First-time and emerging participants reshape discourse, with Azerbaijan’s “Equilibrium” and Latvia’s border defenses challenging the Arsenale’s traditional Western narrative

2025 Architecture Biennale Review: Out of Focus

With the doors now open on the 2025 Architecture Biennale, it is time to take stock. Curated by Carlo Ratti—the first Italian curator in 25 years—the main show, Intelligence. Natural. Artificial. Collective., reaches for the stars, perhaps too eagerly. More than 750 participants have spilled across Venice, turning the city into the usual exhilarating tangle of architects, artists, curators and journalists. 

Although the word sustainability has been studiously erased, the idea remains central to many pavilions—if only in a frustratingly vague way. Data, meanwhile, plays a starring role: beneath every label sits a neat line reading “summarized by AI.” The aesthetic of the International Exhibition is unmistakably tech-driven, yet—as so often at the Architecture Biennale—the lingering impression is one of spectacle over substance. And maybe that is precisely the point.

Architecture Biennale 2025: Beginning a Global Conversation

At heart, each Biennale is the start of a conversation. Every other year, architects from nearly every corner of the world converge on Venice, bringing their own lenses on the built environment. The result is a layered snapshot of the future we are collectively imagining. In 2025 that future feels blurred, fragmented and paradoxically both over- and under-connected. 

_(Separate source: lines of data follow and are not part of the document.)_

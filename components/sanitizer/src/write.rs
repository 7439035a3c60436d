use std::convert::Infallible;
use std::io;

/// Sink for sanitized text.
///
/// The error type is left to the implementor so that sinks which cannot fail (like `String`) make
/// the whole sanitizer infallible.
pub trait UnicodeWrite {
    type Error;

    fn write_all(&mut self, s: &str) -> Result<(), Self::Error>;

    fn write_char(&mut self, c: char) -> Result<(), Self::Error> {
        self.write_all(c.encode_utf8(&mut [0; 4]))
    }

    fn flush(&mut self) -> Result<(), Self::Error>;
}

impl UnicodeWrite for String {
    type Error = Infallible;

    fn write_all(&mut self, s: &str) -> Result<(), Infallible> {
        self.push_str(s);
        Ok(())
    }

    fn write_char(&mut self, c: char) -> Result<(), Infallible> {
        self.push(c);
        Ok(())
    }

    fn flush(&mut self) -> Result<(), Infallible> {
        Ok(())
    }
}

impl<T: ?Sized + UnicodeWrite> UnicodeWrite for &mut T {
    type Error = T::Error;

    fn write_all(&mut self, s: &str) -> Result<(), T::Error> {
        (**self).write_all(s)
    }

    fn write_char(&mut self, c: char) -> Result<(), T::Error> {
        (**self).write_char(c)
    }

    fn flush(&mut self) -> Result<(), T::Error> {
        (**self).flush()
    }
}

/// Writes UTF-8 into a byte sink.
pub struct Utf8Writer<T: io::Write>(T);

impl<T: io::Write> Utf8Writer<T> {
    pub fn new(inner: T) -> Self {
        Self(inner)
    }

    pub fn into_inner(self) -> T {
        self.0
    }
}

impl<T: io::Write> UnicodeWrite for Utf8Writer<T> {
    type Error = io::Error;

    fn write_all(&mut self, s: &str) -> io::Result<()> {
        self.0.write_all(s.as_bytes())
    }

    fn flush(&mut self) -> io::Result<()> {
        self.0.flush()
    }
}
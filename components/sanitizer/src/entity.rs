//! Recognition of references that are already escaped.
//!
//! ```text
//! CharRef   ::= '&#' [0-9]+ ';' | '&#x' [0-9a-fA-F]+ ';'
//! EntityRef ::= '&' [a-zA-Z] [a-zA-Z0-9]+ ';'
//! ```
//!
//! Named references are not looked up; any name of the right shape counts, so `&nbsp;` passes as
//! well as `&amp;`.

use memchr::memchr;
use mxsan_chars::MarkupAsciiChar;

/// Reference found behind an `&`, with its body (the text between `&` and `;`).
#[derive(Copy, Clone, Debug, PartialEq, Eq)]
pub enum Reference<'a> {
    Named(&'a str),
    Decimal(&'a str),
    Hex(&'a str),
}

impl<'a> Reference<'a> {
    /// Length in bytes including `&` and `;`.
    pub fn encoded_len(&self) -> usize {
        match self {
            Reference::Named(body) | Reference::Decimal(body) | Reference::Hex(body) => {
                body.len() + 2
            }
        }
    }
}

/// Classify the text starting at an `&`.
///
/// Looks only as far as the next `;`. Returns `None` for a bare ampersand.
pub fn classify(input: &str) -> Option<Reference<'_>> {
    let rest = input.strip_prefix('&')?;
    let end = memchr(b';', rest.as_bytes())?;
    classify_body(&rest[..end])
}

/// Classify the text between `&` and the next `;`.
pub fn classify_body(body: &str) -> Option<Reference<'_>> {
    let bytes = body.as_bytes();
    match bytes {
        [b'#', b'x', digits @ ..] if !digits.is_empty() && digits.iter().all(u8::is_ref_hex_digit) => {
            Some(Reference::Hex(body))
        }
        [b'#', digits @ ..] if !digits.is_empty() && digits.iter().all(u8::is_ref_digit) => {
            Some(Reference::Decimal(body))
        }
        [first, tail @ ..]
            if first.is_ref_name_start()
                && !tail.is_empty()
                && tail.iter().all(u8::is_ref_name_char) =>
        {
            Some(Reference::Named(body))
        }
        _ => None,
    }
}

#[cfg(test)]
mod tests {
    use super::*;

    #[test]
    fn named() {
        assert_eq!(Some(Reference::Named("lt")), classify("&lt; escaped"));
        assert_eq!(Some(Reference::Named("nbsp")), classify("&nbsp;"));
        assert_eq!(Some(Reference::Named("frac12")), classify("&frac12;"));
    }

    #[test]
    fn decimal() {
        assert_eq!(Some(Reference::Decimal("#60")), classify("&#60;"));
        assert_eq!(Some(Reference::Decimal("#0")), classify("&#0;x"));
    }

    #[test]
    fn hex() {
        assert_eq!(Some(Reference::Hex("#x3C")), classify("&#x3C;"));
        assert_eq!(Some(Reference::Hex("#xa0")), classify("&#xa0;"));
    }

    #[test]
    fn bare_ampersand() {
        assert_eq!(None, classify("& B"));
        assert_eq!(None, classify("&"));
        assert_eq!(None, classify("&lt"));
    }

    #[test]
    fn malformed_bodies() {
        assert_eq!(None, classify("&;"));
        assert_eq!(None, classify("&a;"));
        assert_eq!(None, classify("&#;"));
        assert_eq!(None, classify("&#x;"));
        assert_eq!(None, classify("&#xZZ;"));
        assert_eq!(None, classify("&#X41;"));
        assert_eq!(None, classify("&#12a;"));
        assert_eq!(None, classify("&1ab;"));
        assert_eq!(None, classify("&a-b;"));
        assert_eq!(None, classify("&é9;"));
    }

    #[test]
    fn scans_only_to_first_semicolon() {
        // the body is " B", not "amp"
        assert_eq!(None, classify("& B; &amp;"));
    }

    #[test]
    fn bodies() {
        assert_eq!(Some(Reference::Named("quot")), classify_body("quot"));
        assert_eq!(Some(Reference::Hex("#x27")), classify_body("#x27"));
        assert_eq!(None, classify_body(" B &amp"));
    }

    #[test]
    fn not_at_ampersand() {
        assert_eq!(None, classify("lt;"));
    }

    #[test]
    fn encoded_len() {
        assert_eq!(4, classify("&lt;").map_or(0, |r| r.encoded_len()));
        assert_eq!(6, classify("&#x3C;").map_or(0, |r| r.encoded_len()));
    }
}
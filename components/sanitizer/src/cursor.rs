/// Forward-only position in the input.
///
/// Cheap to copy; advancing returns a new cursor instead of mutating the old one.
#[derive(Copy, Clone, Eq, PartialEq, Debug)]
pub struct Cursor<'a> {
    input: &'a str,
    offset: usize,
}

impl<'a> Cursor<'a> {
    pub fn new(input: &'a str) -> Self {
        Self { input, offset: 0 }
    }

    pub fn next_char(&self) -> Option<char> {
        self.rest().chars().next()
    }

    /// Character following the next one.
    pub fn peek_second(&self) -> Option<char> {
        let mut chars = self.rest().chars();
        chars.next()?;
        chars.next()
    }

    #[inline]
    pub fn has_next_str(&self, pat: impl AsRef<str>) -> bool {
        self.rest().starts_with(pat.as_ref())
    }

    pub fn offset(&self) -> usize {
        self.offset
    }

    pub fn rest(&self) -> &'a str {
        &self.input[self.offset..]
    }

    pub fn rest_bytes(&self) -> &'a [u8] {
        self.rest().as_bytes()
    }

    /// Everything before the cursor.
    pub fn consumed(&self) -> &'a str {
        &self.input[..self.offset]
    }

    pub fn is_at_end(&self) -> bool {
        self.offset == self.input.len()
    }

    pub fn advance(&self, bytes: usize) -> Self {
        Self {
            input: self.input,
            offset: self.offset + bytes,
        }
    }

    pub fn advance2(&self, bytes: usize) -> (&'a str, Self) {
        let (diff, _) = self.rest().split_at(bytes);
        (diff, self.advance(bytes))
    }

    pub fn advance_to_end(&self) -> (&'a str, Self) {
        self.advance2(self.input.len() - self.offset)
    }
}
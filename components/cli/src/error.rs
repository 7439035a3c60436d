use std::fmt::{Debug, Display, Formatter};
use std::io;
use std::ops::Deref;

use mxsan::State;

#[derive(Debug)]
enum Repr {
    Io { context: String, source: io::Error },
    Check(mxsan::Error),
    Incomplete(State),
}

pub struct CliError(Box<Repr>);

impl CliError {
    pub fn io(context: impl Into<String>, source: io::Error) -> Self {
        Self(Box::new(Repr::Io {
            context: context.into(),
            source,
        }))
    }

    pub fn incomplete(state: State) -> Self {
        Self(Box::new(Repr::Incomplete(state)))
    }

    pub fn exit_code(&self) -> u8 {
        match self.0.deref() {
            Repr::Io { .. } => 1,
            Repr::Check(_) => 2,
            Repr::Incomplete(_) => 3,
        }
    }
}

impl Debug for CliError {
    fn fmt(&self, f: &mut Formatter<'_>) -> std::fmt::Result {
        Debug::fmt(&self.0, f)
    }
}

impl Display for CliError {
    fn fmt(&self, f: &mut Formatter<'_>) -> std::fmt::Result {
        match self.0.deref() {
            Repr::Io { context, source } => f.write_fmt(format_args!("{}: {}", context, source)),
            Repr::Check(err) => f.write_fmt(format_args!("output is not well-formed: {}", err)),
            Repr::Incomplete(state) => {
                f.write_fmt(format_args!("input ends inside a {}", state))
            }
        }
    }
}

impl std::error::Error for CliError {
    fn source(&self) -> Option<&(dyn std::error::Error + 'static)> {
        match self.0.deref() {
            Repr::Io { source, .. } => Some(source),
            Repr::Check(err) => Some(err),
            Repr::Incomplete(_) => None,
        }
    }
}

impl From<mxsan::Error> for CliError {
    fn from(err: mxsan::Error) -> Self {
        Self(Box::new(Repr::Check(err)))
    }
}
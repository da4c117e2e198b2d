//! Client-side query construction for Solr: typed values, schema-validated
//! restrictions, sort and facet building, and wire-parameter assembly.
//!
//! A query is built by sequential calls against a [`query::Search`] scope,
//! then serialized once into [`query::SearchParams`]. Transport, result
//! parsing, and index management live elsewhere; this crate only produces
//! the textual parameters.

pub mod error;
pub mod query;
pub mod value;

pub use solrq_schema as schema;

///
/// Prelude
///
/// Domain vocabulary only; no internals are re-exported here.
///

pub mod prelude {
    pub use crate::{
        error::QueryError,
        query::{
            Search, SearchParams, SortDirection,
            expr::{all_of, and, any_of, between, dynamic, eq, gt, lt, ne, none_of, not, or},
        },
        value::{FieldValue, Value},
    };
    pub use solrq_schema::{EntityDef, FieldType, Schema};
}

People are conspicuously absent; social awareness hovers near zero. Buildings—often rendered as pristine shells—take center stage, hollowed of the humanity they purport to serve. For all its promising title, this edition feels custom-made by the wealthy, for the wealthy. Still, bright exceptions spark valuable debate, starting with the Golden Lion–winning Kingdom of Bahrain pavilion, praised by judges Hans Ulrich Obrist, Paola Antonelli and Mpho Matsipa for “viable proposals for extreme-heat conditions.”

War and Architecture at the 2025 Biennale

If sustainability fades into the background this year, war steps into the spotlight—curiously detached from overt politics. There is, for instance, not a single project on Gaza’s ravaged urban fabric. Yet conflict resonates throughout the Arsenale. The Ukrainian pavilion, curated by Bogdana Kosmina, Michał Murawski and Kateryna Rusetska, builds on the word Dakh—“roof”—to explore “the most basic form of architecture.” Under full-scale war fought largely above the skyline with drones and missiles, a roof is also the first point of impact.

Lebanon Pavilion – “The Land Remembers”: Confronting Ecocide

Next door, the Lebanese pavilion tackles warfare’s toll on nature. Titled The Land Remembers, the show—curated by Collective for Architecture Lebanon—stands as a solemn monument to landscapes scarred by violence. “Before architecture,” the curators insist, “there is land,” urging architects to adopt a more active, restorative role in their engagement with the environment.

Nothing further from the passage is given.